Parce qu’aucun fonds européen ne peut prospérer en n’investissant que dans son pays. C’est une question d’échelle. Seule la Sillicon Valley a une masse critique suffisante. Le modèle du capital risque californien, c’est de perdre de l’argent dans la plupart des placements et de se refaire grâce à un succès fulgurant, du type Google ou Airbnb. Or, il faut dix mille idées pour créer mille entreprises, dont cent vont croître, dix auront du succès et une seule deviendra Google ou Airbnb. Il faut pouvoir en sortir une tous les cinq ans et la Suisse n’a tout simplement pas la masse critique nécessaire. Et il est dangereux de trop se focaliser sur l’argent.
Comment cela ?
Oui. L’argent est une condition nécessaire, mais pas suffisante du succès. Il nécessite des fonds, mais aussi du talent, un marché, un produit, de l’ambition. Ce n’est pas parce qu’on met de l’argent à disposition des start-ups que le succès va venir – les autres ingrédients doivent également être présents. C’est vrai que la Suisse manque de capital risque, mais ce n’est pas cela qui explique que les Google, Apple ou Amazon ne sont pas nés ici. C’est à mon sens plutôt une question culturelle. Nous manquons d’ambition et d’esprit de rébellion.
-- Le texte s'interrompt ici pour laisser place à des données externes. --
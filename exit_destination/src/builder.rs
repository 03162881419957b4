pub use crate::config::*;

use crate::{run_performance_report, PerformanceAnalysis};

/// A builder for assembling the entry and exit records in code.
///
/// The readers of the command line tool produce [RecordTable]s directly; the builder
/// is convenient for other sources (databases, APIs) and for experiments.
///
/// ```
/// use exit_destination::builder::Builder;
/// use exit_destination::{ColumnNames, ReportErrors, RowKind};
///
/// let mut builder = Builder::new(
///     &ColumnNames::default(),
///     &["Unique ID", "Household ID", "DOB", "Housing Move-In Date",
///       "Relationship to Head of Household"],
///     &["Unique ID", "Household ID", "Enrollment Exit Date", "Destination"],
/// )?;
///
/// builder.add_entry(&["1", "H1", "03/15/1990", "06/01/2020", "Self (head of household)"]);
/// builder.add_exit(&["1", "H1", "03/14/2021", "Deceased"]);
///
/// let analysis = builder.run()?;
/// assert_eq!(analysis.report.counts_of(RowKind::Total).unwrap().total, 1);
///
/// # Ok::<(), ReportErrors>(())
/// ```
pub struct Builder {
    pub(crate) _columns: ColumnNames,
    pub(crate) _entry: RecordTable,
    pub(crate) _exit: RecordTable,
}

impl Builder {
    /// Starts a builder with the headers of both record sets.
    ///
    /// The headers must share at least one column, the one used to join them.
    pub fn new(
        columns: &ColumnNames,
        entry_columns: &[&str],
        exit_columns: &[&str],
    ) -> Result<Builder, ReportErrors> {
        if !entry_columns.iter().any(|c| exit_columns.contains(c)) {
            return Err(ReportErrors::NoCommonColumns);
        }
        Ok(Builder {
            _columns: columns.clone(),
            _entry: RecordTable::new(entry_columns.iter().map(|c| c.to_string()).collect()),
            _exit: RecordTable::new(exit_columns.iter().map(|c| c.to_string()).collect()),
        })
    }

    /// Adds an entry row. Empty strings are missing values.
    pub fn add_entry(&mut self, values: &[&str]) {
        self._entry.push_row(to_cells(values));
    }

    /// Adds an exit row. Empty strings are missing values.
    pub fn add_exit(&mut self, values: &[&str]) {
        self._exit.push_row(to_cells(values));
    }

    pub fn tables(&self) -> (&RecordTable, &RecordTable) {
        (&self._entry, &self._exit)
    }

    pub fn run(&self) -> Result<PerformanceAnalysis, ReportErrors> {
        run_performance_report(&self._entry, &self._exit, &self._columns)
    }
}

fn to_cells(values: &[&str]) -> Vec<Cell> {
    values
        .iter()
        .map(|v| {
            if v.is_empty() {
                None
            } else {
                Some(v.to_string())
            }
        })
        .collect()
}

/// A head of household record that moved in on 06/01/2020, with its household type
/// computed as if it was alone in its household.
#[cfg(test)]
pub(crate) fn test_record(
    household_id: &str,
    age: Option<u32>,
    destination: Option<&str>,
) -> EnrollmentRecord {
    use chrono::NaiveDate;
    EnrollmentRecord {
        unique_id: Some(format!("{}-1", household_id)),
        household_id: household_id.to_string(),
        enrollment_start_date: NaiveDate::from_ymd_opt(2020, 1, 1),
        enrollment_exit_date: NaiveDate::from_ymd_opt(2021, 1, 1),
        date_of_birth: None,
        housing_move_in_date: NaiveDate::from_ymd_opt(2020, 6, 1),
        gender: None,
        race: None,
        ethnicity: None,
        relationship_to_head_of_household: Some(HEAD_OF_HOUSEHOLD.to_string()),
        destination: destination.map(|d| d.to_string()),
        specify_other_exit_destination: None,
        age,
        household_type: crate::household::classify_household(&[age]),
        destination_type: crate::destination::classify_destination(destination, true),
    }
}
Et c’est le seul facteur qui ne peut pas être décrété par les autorités. Les entrepreneurs se contentent de viser la création d’une firme viable, de taille modeste, dont ils gardent le contrôle. En Suisse, les start-ups créent moins d’emploi que McDonalds. Neil Rimer (co-fondateur de la société de capital-risque Index Ventures, ndlr) écrivait il y a deux ans: « nous, et d’autres investisseurs européens sommes perpétuellement à la recherche de projets d’envergure mondiale émanant de la Suisse. A mon avis, il y a trop de projets manquant d’ambition soutenus artificiellement par des organes — qui eux aussi manquent d’ambition — qui donnent l’impression qu’il y a suffisamment d’activité entrepreneuriale en Suisse. » Je suis parfaitement d’accord.